Tuesday, May 19, 2015

Professional Advice to the Young and Restless

I wrote this email recently, pasted below, addressed to a brilliant young colleague and friend... he's a free radical in corporate America.  I share it on my blog as: (1) A bit of a public confession about my own flaws. The first step in improvement is publicly admitting you have a problem, right?; (2) In hopes that it might help other young free radicals; and (3) Documenting this for our little daughter, Anna, who at 14 months old, is already showing signs of my genetic influence in this context. Maybe she'll read this in 25 or 30 years and find some value in it.



Hey buddy,

Other than you being much smarter than me, you remind me so much of myself early in my career… struggling to balance the tension between self-confidence and ability to see two and three moves ahead, with the pace of change and decisions that surrounded me that I didn’t always agree with.  I still struggle with it, but I’m better about expressing it in a valuable way.

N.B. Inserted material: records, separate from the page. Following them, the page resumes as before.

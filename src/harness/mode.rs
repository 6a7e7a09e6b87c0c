//! Mode registry
//!
//! A mode is a named combination of optimization flags handed to the
//! compiler under test. The set is closed: adding a mode means adding a
//! variant and its row in the tables below, nothing else.

use crate::error::{HarnessError, Result};
use serde::{Deserialize, Serialize};
use std::fmt;
use std::str::FromStr;

/// Optimization mode
#[derive(Debug, Clone, Copy, PartialEq, Eq, PartialOrd, Ord, Hash, Serialize, Deserialize)]
pub enum Mode {
    #[serde(rename = "no-opts", alias = "NOOPT", alias = "no opts")]
    NoOpts,
    #[serde(rename = "det", alias = "DET", alias = "det + be")]
    Det,
    #[serde(rename = "fh", alias = "FH", alias = "fh + det + be")]
    Fh,
    #[serde(rename = "fhct", alias = "FHCT", alias = "fh + ct + det + be")]
    Fhct,
    #[serde(rename = "sbk", alias = "SBK", alias = "sbk + det + be")]
    Sbk,
    #[serde(rename = "sbk-fh", alias = "SBKFH", alias = "sbk + fh + det + be")]
    SbkFh,
    #[serde(rename = "sbk-fhct", alias = "SBKFHCT", alias = "sbk + fh + ct + det + be")]
    SbkFhct,
    #[serde(rename = "ea", alias = "EA")]
    Ea,
    #[serde(rename = "ea-det", alias = "EADET", alias = "ea + det + be")]
    EaDet,
    #[serde(rename = "ea-fh", alias = "EAFH", alias = "ea + fh + det + be")]
    EaFh,
    #[serde(rename = "ea-fhct", alias = "EAFHCT", alias = "ea + fh + ct + det + be")]
    EaFhct,
    #[serde(rename = "ea-sbk", alias = "EASBK", alias = "ea + sbk + det + be")]
    EaSbk,
    #[serde(rename = "ea-sbk-fh", alias = "EASBKFH", alias = "eg + sbk + fh + det + be")]
    EaSbkFh,
    #[serde(rename = "ea-sbk-fhct", alias = "EASBKFHCT", alias = "eg + sbk + fh + ct + det + be")]
    EaSbkFhct,
}

impl Mode {
    /// Every mode, in registry order
    pub const ALL: [Mode; 14] = [
        Mode::NoOpts,
        Mode::Det,
        Mode::Fh,
        Mode::Fhct,
        Mode::Sbk,
        Mode::SbkFh,
        Mode::SbkFhct,
        Mode::Ea,
        Mode::EaDet,
        Mode::EaFh,
        Mode::EaFhct,
        Mode::EaSbk,
        Mode::EaSbkFh,
        Mode::EaSbkFhct,
    ];

    /// Flag tokens selecting this mode, in a stable order
    pub fn flags(self) -> &'static [&'static str] {
        match self {
            Mode::NoOpts => &[],
            Mode::Det => &["-determinism"],
            Mode::Fh => &["-determinism", "-local-hoisting", "-branch-elimination"],
            Mode::Fhct => &["-determinism", "-global-hoisting", "-branch-elimination"],
            Mode::Sbk => &["-determinism", "-sbk-encoding", "-branch-elimination"],
            Mode::SbkFh => &[
                "-determinism",
                "-local-hoisting",
                "-sbk-encoding",
                "-branch-elimination",
            ],
            Mode::SbkFhct => &[
                "-determinism",
                "-global-hoisting",
                "-sbk-encoding",
                "-branch-elimination",
            ],
            Mode::Ea => &["-eager-eval"],
            Mode::EaDet => &["-eager-eval", "-determinism", "-branch-elimination"],
            Mode::EaFh => &[
                "-eager-eval",
                "-local-hoisting",
                "-determinism",
                "-branch-elimination",
            ],
            Mode::EaFhct => &[
                "-eager-eval",
                "-global-hoisting",
                "-determinism",
                "-branch-elimination",
            ],
            Mode::EaSbk => &[
                "-eager-eval",
                "-sbk-encoding",
                "-determinism",
                "-branch-elimination",
            ],
            Mode::EaSbkFh => &[
                "-eager-eval",
                "-sbk-encoding",
                "-local-hoisting",
                "-determinism",
                "-branch-elimination",
            ],
            Mode::EaSbkFhct => &[
                "-eager-eval",
                "-sbk-encoding",
                "-global-hoisting",
                "-determinism",
                "-branch-elimination",
            ],
        }
    }

    /// Column heading used in reports
    pub fn label(self) -> &'static str {
        match self {
            Mode::NoOpts => "No Opt",
            Mode::Det => "Det",
            Mode::Fh => "FH",
            Mode::Fhct => "FHCT",
            Mode::Sbk => "SBK",
            Mode::SbkFh => "SBK+FH",
            Mode::SbkFhct => "SBK+FHCT",
            Mode::Ea => "Ea",
            Mode::EaDet => "Ea+Det",
            Mode::EaFh => "Ea+FH",
            Mode::EaFhct => "Ea+FHCT",
            Mode::EaSbk => "Ea+SBK",
            Mode::EaSbkFh => "Ea+SBK+FH",
            Mode::EaSbkFhct => "Ea+SBK+FHCT",
        }
    }

    /// Identifier used on the command line and as the persisted key
    pub fn id(self) -> &'static str {
        match self {
            Mode::NoOpts => "no-opts",
            Mode::Det => "det",
            Mode::Fh => "fh",
            Mode::Fhct => "fhct",
            Mode::Sbk => "sbk",
            Mode::SbkFh => "sbk-fh",
            Mode::SbkFhct => "sbk-fhct",
            Mode::Ea => "ea",
            Mode::EaDet => "ea-det",
            Mode::EaFh => "ea-fh",
            Mode::EaFhct => "ea-fhct",
            Mode::EaSbk => "ea-sbk",
            Mode::EaSbkFh => "ea-sbk-fh",
            Mode::EaSbkFhct => "ea-sbk-fhct",
        }
    }

    fn legacy_name(self) -> &'static str {
        match self {
            Mode::NoOpts => "NOOPT",
            Mode::Det => "DET",
            Mode::Fh => "FH",
            Mode::Fhct => "FHCT",
            Mode::Sbk => "SBK",
            Mode::SbkFh => "SBKFH",
            Mode::SbkFhct => "SBKFHCT",
            Mode::Ea => "EA",
            Mode::EaDet => "EADET",
            Mode::EaFh => "EAFH",
            Mode::EaFhct => "EAFHCT",
            Mode::EaSbk => "EASBK",
            Mode::EaSbkFh => "EASBKFH",
            Mode::EaSbkFhct => "EASBKFHCT",
        }
    }
}

impl fmt::Display for Mode {
    fn fmt(&self, f: &mut fmt::Formatter<'_>) -> fmt::Result {
        f.write_str(self.id())
    }
}

impl FromStr for Mode {
    type Err = HarnessError;

    fn from_str(s: &str) -> Result<Self> {
        lookup(s)
    }
}

/// Resolve a mode identifier (or its legacy upper-case name)
pub fn lookup(id: &str) -> Result<Mode> {
    let id = id.trim();
    Mode::ALL
        .iter()
        .copied()
        .find(|m| m.id().eq_ignore_ascii_case(id) || m.legacy_name().eq_ignore_ascii_case(id))
        .ok_or_else(|| HarnessError::UnknownMode(id.to_string()))
}

/// Flag tokens for a mode identifier
pub fn flags_for(id: &str) -> Result<&'static [&'static str]> {
    lookup(id).map(Mode::flags)
}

I’m not necessarily suggesting that you knock the edge off your constant dissatisfaction with the status quo. Endless gratitude for the status quo never made the world a better place.  I’m only suggesting that you manage that chronic dissatisfaction, which is something that I didn’t necessarily do very well early in my career. I stacked up lots of awesome achievements and adventures, but I also stacked up lots of bodies, especially among my peers. My bosses loved me, even though I kept them uncomfortable, wondering what I was going to do and say next, and stakeholders loved me because I delivered results and value to them. My peers? I left a bloody wake, much of the time… not always… but quite often… probably 30% of the time, my peers suffered because I was too harsh and critical of them while I intruded my opinions upon their areas of responsibility. The ironic bad news is, I was usually right, about 90% of the time, and history proved that, so my confidence fed on itself in a feedback loop, thus encouraging future intrusions…! I had to learn, and am still learning, how to stop that feedback loop.

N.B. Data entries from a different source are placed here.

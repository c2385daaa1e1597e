//! Server-specific error types

use thiserror::Error;

/// Failure of a durable-store operation.
///
/// Store errors are recovered locally by the loop that issued the call: the
/// batch writer discards the batch, the retention sweeper skips the sweep.
/// Neither terminates its loop.
#[derive(Error, Debug)]
pub enum StoreError {
    #[error("database error: {0}")]
    Database(#[from] sqlx::Error),
}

Finally, it’s really, really important that you keep a balanced life… family, friends, physical exercise, prayer and meditation.  If you are like me in this context, the chronic dissatisfaction tends to go very negative and becomes very difficult to manage when I’m imbalanced and tired.  You have to say “No” occasionally to demands on your time and you have to stay balanced, if you stand any chance of managing the downsides to your intellect, healthy dissatisfaction, and vision.

I hope this is helpful and not meddlesome!